[[ RECORDS SUPPLIED open ]]
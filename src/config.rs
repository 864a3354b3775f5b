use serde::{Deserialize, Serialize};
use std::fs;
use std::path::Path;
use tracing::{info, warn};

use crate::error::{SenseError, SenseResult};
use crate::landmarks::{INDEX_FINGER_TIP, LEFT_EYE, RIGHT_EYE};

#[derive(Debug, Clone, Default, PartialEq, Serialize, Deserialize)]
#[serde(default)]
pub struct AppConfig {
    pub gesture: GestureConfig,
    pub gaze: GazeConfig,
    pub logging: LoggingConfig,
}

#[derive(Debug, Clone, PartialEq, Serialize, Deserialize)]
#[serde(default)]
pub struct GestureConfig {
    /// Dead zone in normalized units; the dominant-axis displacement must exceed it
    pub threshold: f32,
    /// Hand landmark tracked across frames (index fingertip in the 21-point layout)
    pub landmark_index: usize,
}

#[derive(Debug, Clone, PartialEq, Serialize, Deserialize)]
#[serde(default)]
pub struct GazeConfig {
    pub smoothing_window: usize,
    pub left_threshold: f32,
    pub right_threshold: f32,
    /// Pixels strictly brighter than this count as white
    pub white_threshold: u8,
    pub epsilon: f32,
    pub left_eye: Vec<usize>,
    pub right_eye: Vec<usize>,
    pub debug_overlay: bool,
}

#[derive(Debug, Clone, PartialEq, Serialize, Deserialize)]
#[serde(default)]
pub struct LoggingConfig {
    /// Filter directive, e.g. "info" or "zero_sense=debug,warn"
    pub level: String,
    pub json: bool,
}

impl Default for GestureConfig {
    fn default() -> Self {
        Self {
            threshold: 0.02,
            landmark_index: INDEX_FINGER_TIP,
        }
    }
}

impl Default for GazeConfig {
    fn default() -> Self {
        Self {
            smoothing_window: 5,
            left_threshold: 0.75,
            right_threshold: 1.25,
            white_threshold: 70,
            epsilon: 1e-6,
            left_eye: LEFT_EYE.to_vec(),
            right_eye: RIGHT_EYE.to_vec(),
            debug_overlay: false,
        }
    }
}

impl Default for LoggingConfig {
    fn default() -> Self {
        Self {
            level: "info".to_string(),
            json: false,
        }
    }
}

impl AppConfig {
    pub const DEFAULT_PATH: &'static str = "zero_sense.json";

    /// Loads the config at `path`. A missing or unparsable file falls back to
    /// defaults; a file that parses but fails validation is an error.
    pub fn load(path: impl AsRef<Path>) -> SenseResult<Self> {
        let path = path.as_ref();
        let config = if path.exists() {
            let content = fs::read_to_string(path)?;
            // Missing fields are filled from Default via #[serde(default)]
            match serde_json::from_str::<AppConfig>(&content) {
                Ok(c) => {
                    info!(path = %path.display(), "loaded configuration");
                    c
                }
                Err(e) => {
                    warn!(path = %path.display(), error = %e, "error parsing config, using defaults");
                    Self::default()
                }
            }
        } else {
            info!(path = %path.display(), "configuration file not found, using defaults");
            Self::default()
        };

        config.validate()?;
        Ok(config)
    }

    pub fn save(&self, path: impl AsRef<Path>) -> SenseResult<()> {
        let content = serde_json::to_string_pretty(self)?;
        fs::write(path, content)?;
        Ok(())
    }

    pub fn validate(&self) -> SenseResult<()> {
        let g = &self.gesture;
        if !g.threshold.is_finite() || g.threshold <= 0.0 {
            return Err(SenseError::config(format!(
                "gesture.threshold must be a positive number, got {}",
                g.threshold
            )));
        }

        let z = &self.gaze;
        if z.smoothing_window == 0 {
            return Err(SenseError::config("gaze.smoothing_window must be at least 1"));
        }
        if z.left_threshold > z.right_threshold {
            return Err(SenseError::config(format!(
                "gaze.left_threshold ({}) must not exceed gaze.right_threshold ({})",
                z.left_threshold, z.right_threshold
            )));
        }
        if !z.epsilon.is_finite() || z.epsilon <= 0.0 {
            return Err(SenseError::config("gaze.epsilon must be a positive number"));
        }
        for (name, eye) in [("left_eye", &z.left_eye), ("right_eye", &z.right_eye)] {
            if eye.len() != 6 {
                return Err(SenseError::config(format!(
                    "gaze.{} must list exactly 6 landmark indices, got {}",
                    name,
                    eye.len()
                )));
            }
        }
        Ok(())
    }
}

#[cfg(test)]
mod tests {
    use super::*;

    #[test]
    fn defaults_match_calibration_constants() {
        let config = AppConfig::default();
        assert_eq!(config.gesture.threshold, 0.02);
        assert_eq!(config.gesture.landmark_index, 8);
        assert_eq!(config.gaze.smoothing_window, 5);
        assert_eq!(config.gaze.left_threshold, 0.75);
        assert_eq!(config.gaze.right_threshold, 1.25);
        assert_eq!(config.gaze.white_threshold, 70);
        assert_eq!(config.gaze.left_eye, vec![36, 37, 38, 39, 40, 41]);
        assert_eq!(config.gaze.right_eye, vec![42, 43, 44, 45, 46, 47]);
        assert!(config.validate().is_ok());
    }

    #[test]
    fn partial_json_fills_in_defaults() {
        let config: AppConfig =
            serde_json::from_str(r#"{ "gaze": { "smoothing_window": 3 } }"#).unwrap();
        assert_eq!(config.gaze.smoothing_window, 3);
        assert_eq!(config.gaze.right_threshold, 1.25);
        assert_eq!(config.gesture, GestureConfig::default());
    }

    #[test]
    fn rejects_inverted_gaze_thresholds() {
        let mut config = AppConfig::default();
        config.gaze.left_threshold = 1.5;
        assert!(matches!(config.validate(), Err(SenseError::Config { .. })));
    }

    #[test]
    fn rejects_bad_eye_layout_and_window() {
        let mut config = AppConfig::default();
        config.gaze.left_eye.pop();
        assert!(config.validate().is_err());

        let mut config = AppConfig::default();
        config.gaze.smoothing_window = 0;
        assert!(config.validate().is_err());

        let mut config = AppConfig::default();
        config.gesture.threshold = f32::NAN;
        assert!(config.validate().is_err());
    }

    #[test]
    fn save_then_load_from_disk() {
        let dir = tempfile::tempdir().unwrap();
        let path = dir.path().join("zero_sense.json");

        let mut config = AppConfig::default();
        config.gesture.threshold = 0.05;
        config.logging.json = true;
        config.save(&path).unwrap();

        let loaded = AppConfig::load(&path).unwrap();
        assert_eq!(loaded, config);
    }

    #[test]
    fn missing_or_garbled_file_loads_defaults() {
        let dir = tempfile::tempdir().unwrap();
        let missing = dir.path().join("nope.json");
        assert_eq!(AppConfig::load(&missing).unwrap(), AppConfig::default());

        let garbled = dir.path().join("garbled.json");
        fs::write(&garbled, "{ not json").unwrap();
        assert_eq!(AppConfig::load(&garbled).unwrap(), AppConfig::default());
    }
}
[[ RECORDS SUPPLIED closed ]]
[[ RECORDS SUPPLIED open ]]
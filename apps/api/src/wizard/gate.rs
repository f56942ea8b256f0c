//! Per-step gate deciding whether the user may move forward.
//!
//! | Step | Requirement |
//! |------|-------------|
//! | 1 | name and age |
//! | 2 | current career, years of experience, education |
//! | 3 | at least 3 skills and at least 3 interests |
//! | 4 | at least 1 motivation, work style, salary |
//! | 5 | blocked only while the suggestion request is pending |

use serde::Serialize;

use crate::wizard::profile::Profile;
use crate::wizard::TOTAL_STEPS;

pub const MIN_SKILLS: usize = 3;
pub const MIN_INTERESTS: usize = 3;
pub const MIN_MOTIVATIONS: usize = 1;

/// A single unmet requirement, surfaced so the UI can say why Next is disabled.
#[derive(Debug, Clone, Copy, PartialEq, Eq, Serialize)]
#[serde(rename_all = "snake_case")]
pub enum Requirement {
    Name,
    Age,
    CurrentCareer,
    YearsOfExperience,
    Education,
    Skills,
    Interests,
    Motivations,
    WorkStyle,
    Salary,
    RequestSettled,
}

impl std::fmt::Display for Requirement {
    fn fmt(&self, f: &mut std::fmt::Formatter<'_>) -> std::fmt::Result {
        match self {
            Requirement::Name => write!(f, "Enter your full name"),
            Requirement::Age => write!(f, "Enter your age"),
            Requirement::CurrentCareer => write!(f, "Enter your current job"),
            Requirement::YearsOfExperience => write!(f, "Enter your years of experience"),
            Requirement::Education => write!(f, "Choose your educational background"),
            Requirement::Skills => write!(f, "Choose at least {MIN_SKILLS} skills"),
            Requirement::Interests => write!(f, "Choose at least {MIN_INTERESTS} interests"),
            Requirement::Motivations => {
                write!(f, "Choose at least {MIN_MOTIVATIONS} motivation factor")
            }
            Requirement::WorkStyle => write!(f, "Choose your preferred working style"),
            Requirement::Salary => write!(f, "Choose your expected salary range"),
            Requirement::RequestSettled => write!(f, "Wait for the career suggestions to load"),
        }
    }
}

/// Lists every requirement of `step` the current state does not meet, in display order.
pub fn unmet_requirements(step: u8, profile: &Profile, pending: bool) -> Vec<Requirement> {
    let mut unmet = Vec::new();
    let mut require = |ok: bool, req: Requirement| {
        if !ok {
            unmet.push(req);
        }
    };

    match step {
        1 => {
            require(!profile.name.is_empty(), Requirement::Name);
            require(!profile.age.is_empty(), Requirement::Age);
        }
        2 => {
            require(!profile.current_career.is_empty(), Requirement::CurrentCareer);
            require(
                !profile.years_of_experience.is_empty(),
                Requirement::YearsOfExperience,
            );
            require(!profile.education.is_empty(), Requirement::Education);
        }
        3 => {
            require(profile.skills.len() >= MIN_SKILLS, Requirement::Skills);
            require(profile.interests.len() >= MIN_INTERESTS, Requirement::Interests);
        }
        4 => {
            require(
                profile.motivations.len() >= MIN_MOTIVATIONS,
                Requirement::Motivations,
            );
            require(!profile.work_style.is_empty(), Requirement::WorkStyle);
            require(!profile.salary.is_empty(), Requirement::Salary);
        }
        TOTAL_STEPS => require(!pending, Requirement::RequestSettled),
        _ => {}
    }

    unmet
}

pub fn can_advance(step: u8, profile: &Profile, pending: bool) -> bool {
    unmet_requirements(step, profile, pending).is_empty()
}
[[ RECORDS SUPPLIED closed ]]
[[ RECORDS SUPPLIED open ]]
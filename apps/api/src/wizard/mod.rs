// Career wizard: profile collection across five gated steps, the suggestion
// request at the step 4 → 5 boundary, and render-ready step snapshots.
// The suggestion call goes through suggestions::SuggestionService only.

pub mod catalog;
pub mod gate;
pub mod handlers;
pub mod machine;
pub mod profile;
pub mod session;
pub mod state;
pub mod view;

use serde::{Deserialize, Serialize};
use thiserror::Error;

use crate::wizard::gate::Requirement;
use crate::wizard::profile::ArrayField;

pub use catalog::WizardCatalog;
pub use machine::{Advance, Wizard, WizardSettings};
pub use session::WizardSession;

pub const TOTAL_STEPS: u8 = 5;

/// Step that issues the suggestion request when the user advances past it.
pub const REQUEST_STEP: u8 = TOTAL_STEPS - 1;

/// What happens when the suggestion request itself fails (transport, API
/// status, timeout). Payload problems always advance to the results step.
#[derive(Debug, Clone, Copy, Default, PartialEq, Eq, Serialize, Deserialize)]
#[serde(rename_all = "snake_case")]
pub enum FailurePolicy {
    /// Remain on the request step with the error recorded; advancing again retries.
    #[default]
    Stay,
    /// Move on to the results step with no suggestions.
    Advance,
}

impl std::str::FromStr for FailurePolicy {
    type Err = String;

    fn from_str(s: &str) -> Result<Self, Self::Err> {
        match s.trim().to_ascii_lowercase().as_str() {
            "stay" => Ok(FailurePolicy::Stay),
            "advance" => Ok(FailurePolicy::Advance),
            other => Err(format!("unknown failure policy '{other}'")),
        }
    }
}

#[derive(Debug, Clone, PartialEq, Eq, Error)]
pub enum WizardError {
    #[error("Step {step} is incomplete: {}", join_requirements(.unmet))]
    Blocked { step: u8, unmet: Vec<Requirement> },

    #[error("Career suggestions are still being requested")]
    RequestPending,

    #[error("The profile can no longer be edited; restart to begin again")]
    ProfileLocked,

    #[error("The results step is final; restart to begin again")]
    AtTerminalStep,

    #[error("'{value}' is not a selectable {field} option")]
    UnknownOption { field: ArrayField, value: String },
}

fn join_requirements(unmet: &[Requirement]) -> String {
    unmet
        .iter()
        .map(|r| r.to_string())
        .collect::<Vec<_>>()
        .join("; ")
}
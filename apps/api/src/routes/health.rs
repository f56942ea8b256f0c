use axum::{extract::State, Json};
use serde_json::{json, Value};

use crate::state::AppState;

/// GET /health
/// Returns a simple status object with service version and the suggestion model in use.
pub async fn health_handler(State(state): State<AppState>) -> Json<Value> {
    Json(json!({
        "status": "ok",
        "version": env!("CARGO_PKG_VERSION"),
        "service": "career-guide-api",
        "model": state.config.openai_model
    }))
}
[[ RECORDS SUPPLIED closed ]]
From the records above, give again exactly the lines running from the line with "filename src/config.rs" to the line with "the 21-point layout)", inclusive.

[EXPECTED ANSWER]
filename src/config.rs
repository 864a3354b3775f5b
use serde::{Deserialize, Serialize};
use std::fs;
use std::path::Path;
use tracing::{info, warn};

use crate::error::{SenseError, SenseResult};
use crate::landmarks::{INDEX_FINGER_TIP, LEFT_EYE, RIGHT_EYE};

#[derive(Debug, Clone, Default, PartialEq, Serialize, Deserialize)]
#[serde(default)]
pub struct AppConfig {
    pub gesture: GestureConfig,
    pub gaze: GazeConfig,
    pub logging: LoggingConfig,
}

#[derive(Debug, Clone, PartialEq, Serialize, Deserialize)]
#[serde(default)]
pub struct GestureConfig {
    /// Dead zone in normalized units; the dominant-axis displacement must exceed it
    pub threshold: f32,
    /// Hand landmark tracked across frames (index fingertip in the 21-point layout)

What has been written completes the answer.